There are some different operations with the convolutional kernel in hidden layers. The following diagrams show the 2D convolutional operation with padding and dilation (Dumoulin and Visin, 2016 ). It’s different in 3D, but the ideas are same.

With the 3D convolutional operation, the kernel shape is 3 dimensional and it moves in 3 directions. Just like the animation below. For the transportation problems, the directions are latitude, longitude and time. In the model part, we also used padding and dilation with 3D kernels.

Data and Model

We take the bike sharing data in New York (BikeNYC) from the DeepST paper as an example here. Every circle stands for a station and the color means the number of bikes in dock. The research area is split into 16*8 grids, each square has in and out flow at a particular moment. The in and out flow are numbers of return and borrow bikes in the corresponding region.
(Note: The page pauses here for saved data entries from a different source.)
//! Performance benchmarks for frame encoding and decoding.
//!
//! The transport exchanges a handful of frames per second at most, so
//! these exist to catch pathological regressions in the codec path, not
//! to chase throughput.
//!
//! Run benchmarks with:
//! ```sh
//! cargo bench --bench frame_bench
//! ```

use bytes::BytesMut;
use cashpoint_core::constants::{ACK, RESPONSE_ADDR};
use cashpoint_protocol::{
    CommandCode, Frame, Outgoing, ResponseFrame, ResponseStatus, WireCodec, WireEvent,
};
use criterion::{Criterion, Throughput, criterion_group, criterion_main};
use std::hint::black_box;
use tokio_util::codec::Decoder;

/// A status command: the smallest frame the protocol exchanges.
fn status_command() -> Frame {
    Frame::new(0x00, CommandCode::Status, 0x00, &[]).unwrap()
}

/// A dispense response covering eight cassettes.
fn dispense_response() -> ResponseFrame {
    let payload: Vec<u8> = (0..16).collect();
    ResponseFrame::new(
        RESPONSE_ADDR,
        CommandCode::Dispense.as_u8(),
        0x00,
        ResponseStatus::Positive,
        &payload,
    )
    .unwrap()
}

fn bench_encode(c: &mut Criterion) {
    let mut group = c.benchmark_group("encode");
    let command = status_command();
    let response = dispense_response();

    group.bench_function("status_command", |b| {
        b.iter(|| black_box(command.encode()))
    });
    group.bench_function("dispense_response", |b| {
        b.iter(|| black_box(response.encode()))
    });
    group.finish();
}

fn bench_parse(c: &mut Criterion) {
    let mut group = c.benchmark_group("parse");
    let bytes = status_command().encode();
    group.throughput(Throughput::Bytes(bytes.len() as u64));

    group.bench_function("status_command", |b| {
        b.iter(|| black_box(Frame::parse(&bytes).unwrap()))
    });
    group.finish();
}

fn bench_wire_decode(c: &mut Criterion) {
    let mut group = c.benchmark_group("wire_decode");

    // One full exchange worth of inbound bytes: ACK plus the response.
    let mut exchange = vec![ACK];
    exchange.extend_from_slice(&dispense_response().encode());
    group.throughput(Throughput::Bytes(exchange.len() as u64));

    group.bench_function("ack_then_response", |b| {
        b.iter(|| {
            let mut codec = WireCodec::new();
            let mut buf = BytesMut::from(exchange.as_slice());
            let mut events = 0;
            while let Ok(Some(event)) = codec.decode(&mut buf) {
                match event {
                    WireEvent::Ack | WireEvent::Response(_) => events += 1,
                    other => panic!("unexpected event {other:?}"),
                }
            }
            black_box(events)
        })
    });
    group.finish();
}

fn bench_wire_encode(c: &mut Criterion) {
    use tokio_util::codec::Encoder;

    let mut group = c.benchmark_group("wire_encode");
    group.bench_function("command", |b| {
        let mut codec = WireCodec::new();
        b.iter(|| {
            let mut dst = BytesMut::with_capacity(64);
            codec
                .encode(Outgoing::Command(status_command()), &mut dst)
                .unwrap();
            black_box(dst)
        })
    });
    group.finish();
}

criterion_group!(
    benches,
    bench_encode,
    bench_parse,
    bench_wire_decode,
    bench_wire_encode
);
criterion_main!(benches);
The input is a time sequence from the time level of closeness, period and trend. They stand for the different extract frequency from raw data. If stack them together, the input shape would be X168. The X is the number of timesteps.
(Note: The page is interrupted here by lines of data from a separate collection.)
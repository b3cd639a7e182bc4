//! Splitting a note plan into mechanically safe dispense batches.
//!
//! Cash mechanisms feed a bounded number of notes per operation; asking
//! for more either jams the transport path or silently truncates. The
//! planner takes the solver's plan and the configured per-operation limit
//! and produces an ordered batch sequence whose concatenation reproduces
//! the plan exactly.
//!
//! The limit is an `Option<NonZeroU32>`: absent means "the mechanism has
//! no per-operation bound" and the whole plan ships as one batch. A zero
//! limit is a configuration error and is made unrepresentable here; the
//! session layer rejects it before any hardware command is issued.

use cashpoint_core::{Batch, DispensePlan, batch_from_counts};
use std::num::NonZeroU32;
use tracing::trace;

/// Split `plan` into batches of at most `limit` notes each.
///
/// Without a limit the entire plan is a single batch. With a limit, each
/// batch takes per denomination (ascending face value, a fixed stable
/// order) as many notes as fit in the remaining batch capacity, until
/// every denomination is exhausted. Only the final batch may be
/// under-full.
///
/// An empty plan yields an empty sequence; there is nothing to ask the
/// mechanism for.
///
/// # Examples
///
/// ```
/// use cashpoint_core::DispensePlan;
/// use cashpoint_dispense::plan_batches;
/// use std::num::NonZeroU32;
///
/// let plan: DispensePlan = [(2000u64, 54u32), (10000, 12)].into_iter().collect();
/// let batches = plan_batches(&plan, NonZeroU32::new(20));
///
/// assert_eq!(batches.len(), 4);
/// assert!(batches.iter().all(|b| b.note_count() <= 20));
///
/// let total: u32 = batches.iter().map(|b| b.note_count()).sum();
/// assert_eq!(total, 66);
/// ```
#[must_use]
pub fn plan_batches(plan: &DispensePlan, limit: Option<NonZeroU32>) -> Vec<Batch> {
    if plan.is_empty() {
        return Vec::new();
    }

    let Some(limit) = limit else {
        return vec![batch_from_counts(plan.iter())];
    };
    let limit = limit.get();

    let mut remaining: Vec<(u64, u32)> = plan.iter().collect();
    let mut batches = Vec::new();

    while remaining.iter().any(|(_, count)| *count > 0) {
        let mut capacity = limit;
        let mut taken: Vec<(u64, u32)> = Vec::new();

        for (face, count) in remaining.iter_mut() {
            if capacity == 0 {
                break;
            }
            let take = (*count).min(capacity);
            if take > 0 {
                taken.push((*face, take));
                *count -= take;
                capacity -= take;
            }
        }

        trace!(batch = batches.len(), notes = limit - capacity, "planned batch");
        batches.push(batch_from_counts(taken));
    }

    batches
}

#[cfg(test)]
mod tests {
    use super::*;
    use rstest::rstest;

    fn plan(counts: &[(u64, u32)]) -> DispensePlan {
        counts.iter().copied().collect()
    }

    /// Multiset sum of a batch sequence, for partition checks.
    fn recombine(batches: &[Batch]) -> DispensePlan {
        let mut total = DispensePlan::new();
        for batch in batches {
            for (face, count) in batch.plan().iter() {
                total.add_notes(face, count);
            }
        }
        total
    }

    #[test]
    fn no_limit_is_the_identity() {
        let p = plan(&[(2000, 2), (10000, 6)]);
        let batches = plan_batches(&p, None);
        assert_eq!(batches.len(), 1);
        assert_eq!(*batches[0].plan(), p);
    }

    #[test]
    fn splits_across_batches_at_the_limit() {
        let p = plan(&[(2000, 54), (10000, 12)]);
        let batches = plan_batches(&p, NonZeroU32::new(20));

        assert_eq!(batches.len(), 4);
        for batch in &batches {
            assert!(batch.note_count() <= 20);
        }
        assert_eq!(recombine(&batches), p);

        // First batches fill to capacity from the smaller denomination.
        assert_eq!(batches[0].note_count(), 20);
        assert_eq!(batches[0].plan().count_of(2000), 20);
        // The crossover batch mixes denominations.
        assert_eq!(batches[2].plan().count_of(2000), 14);
        assert_eq!(batches[2].plan().count_of(10000), 6);
        // Only the final batch is under-full.
        assert_eq!(batches[3].note_count(), 6);
    }

    #[rstest]
    #[case(&[(500, 1)], 5, 1)]
    #[case(&[(500, 5)], 5, 1)]
    #[case(&[(500, 6)], 5, 2)]
    #[case(&[(500, 10), (1000, 10)], 7, 3)]
    fn batch_count_matches_capacity(
        #[case] counts: &[(u64, u32)],
        #[case] limit: u32,
        #[case] expected_batches: usize,
    ) {
        let p = plan(counts);
        let batches = plan_batches(&p, NonZeroU32::new(limit));
        assert_eq!(batches.len(), expected_batches);
        assert_eq!(recombine(&batches), p);
        for batch in &batches {
            assert!(batch.note_count() <= limit);
        }
    }

    #[test]
    fn empty_plan_yields_no_batches() {
        assert!(plan_batches(&DispensePlan::new(), None).is_empty());
        assert!(plan_batches(&DispensePlan::new(), NonZeroU32::new(10)).is_empty());
    }

    #[test]
    fn single_denomination_under_capacity_is_one_batch() {
        let p = plan(&[(10000, 3)]);
        let batches = plan_batches(&p, NonZeroU32::new(20));
        assert_eq!(batches.len(), 1);
        assert_eq!(batches[0].note_count(), 3);
    }

    #[test]
    fn limit_of_one_emits_one_note_per_batch() {
        let p = plan(&[(500, 2), (2000, 1)]);
        let batches = plan_batches(&p, NonZeroU32::new(1));
        assert_eq!(batches.len(), 3);
        for batch in &batches {
            assert_eq!(batch.note_count(), 1);
        }
        assert_eq!(recombine(&batches), p);
    }
}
The model has three 3D convolutional layers and the flatten layer combines the external data like weather and holidays.

Experiments

I used Pytorch this time. The windows version just came out last month. It provides a lot of API and very easy to build a custom model structure. The author of ST-ResNet has opened his code, so we can reuse the dataset from Github.
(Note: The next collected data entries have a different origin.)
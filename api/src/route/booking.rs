use axum::{
    routing::{get, put},
    Router,
};
use registry::AppRegistry;

use crate::handler::booking::{create_booking, show_booking, update_booking};

pub fn build_booking_routers() -> Router<AppRegistry> {
    let routers = Router::new()
        .route("/", get(show_booking).post(create_booking))
        .route("/:booking_id", put(update_booking));

    Router::new().nest("/booking", routers)
}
To get the best kernel size, we take different combinations for training test. It turns out that 3*3*3 is also the optimal option for transportation data just like other papers have pointed out in some behavior detection tasks.

Although the model is much simpler than Deep-ST or ST-ResNet, it still achieved the best performance on BikeNYC and TaxiBJ datasets.

Visualization

Firstly, I have tried the Matplotlib in Python. The outcomes are good but they are static and not appropriate for the webpage. So I chose d3.js to draw the diagram from scratch. (The style with CSS and SVG tags is incompatible with this blog responsive CSS sheet. So I just give up displaying it on this page. Here is the gif version, simple and straightforward.)

Play around with this diagram: http://resuly.me/projects/3dconvs/

References

Zhang, J., Zheng, Y., Qi, D., Li, R., & Yi, X. (2016, October). DNN-based prediction model for spatio-temporal data. In Proceedings of the 24th ACM SIGSPATIAL International Conference on Advances in Geographic Information Systems (p. 92). ACM.

Zhang, J., Zheng, Y., & Qi, D. (2017, February). Deep Spatio-Temporal Residual Networks for Citywide Crowd Flows Prediction. In AAAI (pp. 1655-1661).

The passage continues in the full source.